_ABOUT THIS EXERCISE:_ Repeat exactly, please, the opening lines of the data below, through and including the line where "against a custom API root" sits.

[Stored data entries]
BEGIN

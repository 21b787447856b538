//! Unsplash API HTTP client

use crate::error::{Result, UnsplashError};
use crate::types::{SearchParams, UnsplashPhoto};
use reqwest::StatusCode;
use serde::de::DeserializeOwned;
use std::time::Duration;
use tracing::{debug, warn};

/// Largest page the API hands out for listings and random batches
pub const MAX_PAGE_SIZE: u32 = 30;

/// Client for the Unsplash photo API
///
/// Authenticates every request with the `Client-ID` scheme.
pub struct UnsplashClient {
    http: reqwest::Client,
    base_url: String,
    access_key: String,
}

impl UnsplashClient {
    /// Base URL for the public API
    pub const DEFAULT_BASE_URL: &'static str = "https://api.unsplash.com";

    /// Create a client for the public API (30 second timeout)
    pub fn new(access_key: &str) -> Result<Self> {
        Self::with_base_url(Self::DEFAULT_BASE_URL, access_key)
    }

    /// Create a client against a custom API root
    pub fn with_base_url(base_url: &str, access_key: &str) -> Result<Self> {
        Self::with_timeout(base_url, access_key, Duration::from_secs(30))
    }

    /// Create a client with a custom API root and request timeout
    pub fn with_timeout(base_url: &str, access_key: &str, timeout: Duration) -> Result<Self> {
        let http = reqwest::Client::builder().timeout(timeout).build()?;

        Ok(Self {
            http,
            base_url: base_url.trim_end_matches('/').to_string(),
            access_key: access_key.to_string(),
        })
    }

    /// Fetch a single random photo matching `params`
    pub async fn random_photo(&self, params: &SearchParams) -> Result<UnsplashPhoto> {
        let url = self.random_url(params, None);
        self.get_json(&url).await
    }

    /// Fetch up to `count` random photos matching `params` (clamped to 1..=30)
    pub async fn random_photos(
        &self,
        count: u32,
        params: &SearchParams,
    ) -> Result<Vec<UnsplashPhoto>> {
        let url = self.random_url(params, Some(count.clamp(1, MAX_PAGE_SIZE)));
        self.get_json(&url).await
    }

    /// List photos from the editorial feed
    ///
    /// # Arguments
    /// * `page` - 1-based page number
    /// * `per_page` - Photos per page (clamped to 1..=30)
    /// * `order_by` - `latest`, `oldest` or `popular`
    pub async fn photos(
        &self,
        page: u32,
        per_page: u32,
        order_by: &str,
    ) -> Result<Vec<UnsplashPhoto>> {
        let url = format!(
            "{}/photos?page={}&per_page={}&order_by={}",
            self.base_url,
            page.max(1),
            per_page.clamp(1, MAX_PAGE_SIZE),
            urlencoding::encode(order_by)
        );
        self.get_json(&url).await
    }

    fn random_url(&self, params: &SearchParams, count: Option<u32>) -> String {
        let mut pairs = params.query_pairs();
        if let Some(count) = count {
            pairs.push(("count", count.to_string()));
        }

        let mut url = format!("{}/photos/random", self.base_url);
        for (i, (key, value)) in pairs.iter().enumerate() {
            url.push(if i == 0 { '?' } else { '&' });
            url.push_str(key);
            url.push('=');
            url.push_str(&urlencoding::encode(value));
        }
        url
    }

    async fn get_json<T: DeserializeOwned>(&self, url: &str) -> Result<T> {
        if self.access_key.is_empty() {
            return Err(UnsplashError::MissingAccessKey);
        }

        debug!(url = %url, "Requesting Unsplash API");

        let response = self
            .http
            .get(url)
            .header("Authorization", format!("Client-ID {}", self.access_key))
            .header("Accept", "application/json")
            .header("Accept-Version", "v1")
            .send()
            .await?;

        match response.status() {
            status if status.is_success() => {}
            StatusCode::UNAUTHORIZED => return Err(UnsplashError::Unauthorized),
            StatusCode::FORBIDDEN => return Err(UnsplashError::RateLimited),
            status => {
                warn!(status = %status, url = %url, "Unsplash request failed");
                return Err(UnsplashError::UnexpectedStatus(status.as_u16()));
            }
        }

        let body = response.bytes().await?;
        Ok(serde_json::from_slice(&body)?)
    }
}

#[cfg(test)]
mod tests {
    use super::*;
    use crate::types::{Category, Orientation};
    use axum::http::{HeaderMap, StatusCode as AxumStatus};
    use axum::routing::get;
    use axum::{Json, Router};
    use serde_json::{json, Value};

    fn photo_json(id: &str) -> Value {
        json!({
            "id": id,
            "width": 640,
            "height": 480,
            "color": "#000000",
            "likes": 3,
            "liked_by_user": false,
            "description": null,
            "user": { "id": "u1", "username": "ann", "name": "Ann" },
            "urls": {
                "raw": format!("https://images.example.com/{id}?raw"),
                "full": format!("https://images.example.com/{id}?full"),
                "regular": format!("https://images.example.com/{id}?regular"),
                "small": format!("https://images.example.com/{id}?small"),
                "thumb": format!("https://images.example.com/{id}?thumb")
            }
        })
    }

    async fn spawn_api(router: Router) -> String {
        let listener = tokio::net::TcpListener::bind("127.0.0.1:0").await.unwrap();
        let addr = listener.local_addr().unwrap();
        tokio::spawn(async move {
            axum::serve(listener, router).await.unwrap();
        });
        format!("http://{}", addr)
    }

    #[test]
    fn test_random_url_encodes_filters() {
        let client = UnsplashClient::with_base_url("https://api.example.com/", "key").unwrap();
        let params = SearchParams {
            query: Some("red fox".to_string()),
            orientation: Some(Orientation::Landscape),
            category: Some(Category::Animals),
            ..Default::default()
        };

        assert_eq!(
            client.random_url(&params, Some(5)),
            "https://api.example.com/photos/random?query=red%20fox&orientation=landscape&topics=animals&count=5"
        );
        assert_eq!(
            client.random_url(&SearchParams::default(), None),
            "https://api.example.com/photos/random"
        );
    }

    #[tokio::test]
    async fn test_missing_access_key_fails_before_request() {
        let client = UnsplashClient::with_base_url("http://127.0.0.1:9", "").unwrap();
        let err = client.random_photo(&SearchParams::default()).await.unwrap_err();
        assert!(matches!(err, UnsplashError::MissingAccessKey));
    }

    #[tokio::test]
    async fn test_random_photos_sends_client_id() {
        let router = Router::new().route(
            "/photos/random",
            get(|headers: HeaderMap| async move {
                let auth = headers
                    .get("authorization")
                    .and_then(|v| v.to_str().ok())
                    .unwrap_or_default();
                if auth != "Client-ID secret" {
                    return Err(AxumStatus::UNAUTHORIZED);
                }
                Ok(Json(json!([photo_json("a"), photo_json("b")])))
            }),
        );
        let base = spawn_api(router).await;

        let client = UnsplashClient::with_base_url(&base, "secret").unwrap();
        let photos = client
            .random_photos(2, &SearchParams::default())
            .await
            .unwrap();
        assert_eq!(photos.len(), 2);
        assert_eq!(photos[1].id, "b");

        let wrong_key = UnsplashClient::with_base_url(&base, "wrong").unwrap();
        let err = wrong_key
            .random_photos(2, &SearchParams::default())
            .await
            .unwrap_err();
        assert!(matches!(err, UnsplashError::Unauthorized));
    }

    #[tokio::test]
    async fn test_status_mapping() {
        let router = Router::new()
            .route("/photos/random", get(|| async { AxumStatus::FORBIDDEN }))
            .route("/photos", get(|| async { AxumStatus::SERVICE_UNAVAILABLE }));
        let base = spawn_api(router).await;
        let client = UnsplashClient::with_base_url(&base, "key").unwrap();

        let err = client.random_photo(&SearchParams::default()).await.unwrap_err();
        assert!(matches!(err, UnsplashError::RateLimited));

        let err = client.photos(1, 10, "popular").await.unwrap_err();
        assert!(matches!(err, UnsplashError::UnexpectedStatus(503)));
    }

    #[tokio::test]
    async fn test_malformed_body_is_json_error() {
        let router = Router::new().route("/photos", get(|| async { "not json" }));
        let base = spawn_api(router).await;
        let client = UnsplashClient::with_base_url(&base, "key").unwrap();

        let err = client.photos(1, 10, "latest").await.unwrap_err();
        assert!(matches!(err, UnsplashError::Json(_)));
    }
}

END

_EXERCISE RESPONSE:_
repository 21b787447856b538
//! Unsplash API HTTP client

use crate::error::{Result, UnsplashError};
use crate::types::{SearchParams, UnsplashPhoto};
use reqwest::StatusCode;
use serde::de::DeserializeOwned;
use std::time::Duration;
use tracing::{debug, warn};

/// Largest page the API hands out for listings and random batches
pub const MAX_PAGE_SIZE: u32 = 30;

/// Client for the Unsplash photo API
///
/// Authenticates every request with the `Client-ID` scheme.
pub struct UnsplashClient {
    http: reqwest::Client,
    base_url: String,
    access_key: String,
}

impl UnsplashClient {
    /// Base URL for the public API
    pub const DEFAULT_BASE_URL: &'static str = "https://api.unsplash.com";

    /// Create a client for the public API (30 second timeout)
    pub fn new(access_key: &str) -> Result<Self> {
        Self::with_base_url(Self::DEFAULT_BASE_URL, access_key)
    }

    /// Create a client against a custom API root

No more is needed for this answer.